An example: the role of testing in Agile projects

One thing ANT people do is pay attention to things and how they move around.

In the mid-to-late 70’s, Bruno Latour—a philosopher who knew little English and less biochemistry—arrived at the Salk Institute in San Diego, California. Not only did he know little about the content of the work they did there, he deliberately tried to forget what he did know. He wanted to be like an anthropologist visiting some completely foreign tribe with a completely different culture.

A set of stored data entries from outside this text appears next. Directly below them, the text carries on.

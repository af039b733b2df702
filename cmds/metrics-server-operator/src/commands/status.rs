//! Status command handler.

use std::io::Write;

use anyhow::Result;
use clap::Args;
use manifest_reconciler::{ClusterApi, ReconciliationEngine};
use serde_json::json;

use super::GlobalArgs;
use crate::output::{write_conditions, write_json};

#[derive(Args, Debug, Default)]
pub struct StatusArgs {
	/// Print JSON instead of text
	#[arg(long)]
	pub json: bool,
}

/// Report the workload status and the conditions of tracked resources.
pub fn run<W: Write>(global: &GlobalArgs, args: StatusArgs, writer: W) -> Result<()> {
	let cluster = global.connect()?;
	let engine = global.engine(cluster)?;
	execute(&engine, &args, writer)
}

pub fn execute<C: ClusterApi, W: Write>(
	engine: &ReconciliationEngine<C>,
	args: &StatusArgs,
	mut writer: W,
) -> Result<()> {
	let status = engine.workload_status();
	// A failed lookup already shows up in the workload status.
	let tracked = engine.status_summary().unwrap_or_default();

	if args.json {
		let resources: Vec<_> = tracked
			.iter()
			.map(|r| {
				json!({
					"resource": r.identity().to_string(),
					"ready": r.is_ready(),
					"conditions": r.conditions(),
				})
			})
			.collect();
		write_json(
			&mut writer,
			&json!({ "workload": status, "resources": resources }),
		)?;
		return Ok(());
	}

	writeln!(writer, "{status}")?;
	if !tracked.is_empty() {
		writeln!(writer)?;
		write_conditions(&mut writer, &tracked)?;
	}
	Ok(())
}
//! List-images command handler.

use std::io::Write;

use anyhow::{Context, Result};
use clap::Args;

use super::GlobalArgs;
use crate::output::write_json;

#[derive(Args, Debug, Default)]
pub struct ListImagesArgs {
	/// Print JSON instead of one image per line
	#[arg(long)]
	pub json: bool,
}

/// List the upstream images of the current release, e.g. to mirror them
/// into the registry given by `--registry-server`.
pub fn run<W: Write>(global: &GlobalArgs, args: ListImagesArgs, mut writer: W) -> Result<()> {
	let config = global.operator_config()?;
	let source = global.source();
	let release = source
		.current_release(&config)
		.context("resolving current release")?;
	let images = source
		.images(&release)
		.with_context(|| format!("reading images of release {release}"))?;

	if args.json {
		write_json(&mut writer, &images)?;
	} else {
		for image in images {
			writeln!(writer, "{image}")?;
		}
	}
	Ok(())
}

As you might expect, some of his observations were odd. For example, he saw that there was one place in the laboratory where, at periodic intervals, bound sheaves of paper called “journals” were delivered.

The Salk Institute

At other places, people called “technicians” tended expensive and balky machines whose purpose seemed to be to make marks on paper (line drawings, blotchy pictures, lists of numbers, and the like). These two sets of paper were delivered to a third place, the “offices” of the “scientists”. The scientists put the two types of paper—journals and “experimental results”—next to each other and compared them. As (and after) doing so, they would write things on new pieces of paper, which they would deliver to a place inhabited by “typists”, who would “type them up” (put them in a tidier form), then send them out the door to “publishers” who would, in due course, bind them up together with other “papers” and deliver the resulting journals to… still more laboratories.

To Latour, it seemed the laboratory was a factory for turning paper into more paper.

Now, Karl Popper, likely the most influential philosopher of science, would describe all of what Latour saw as an epiphenomenon, not what science is really about. What science is really about is this:

  1. A theoretician comes up with a theory. Oddly, the examples always seem to use really great theoreticians, the ones you’ve all heard of.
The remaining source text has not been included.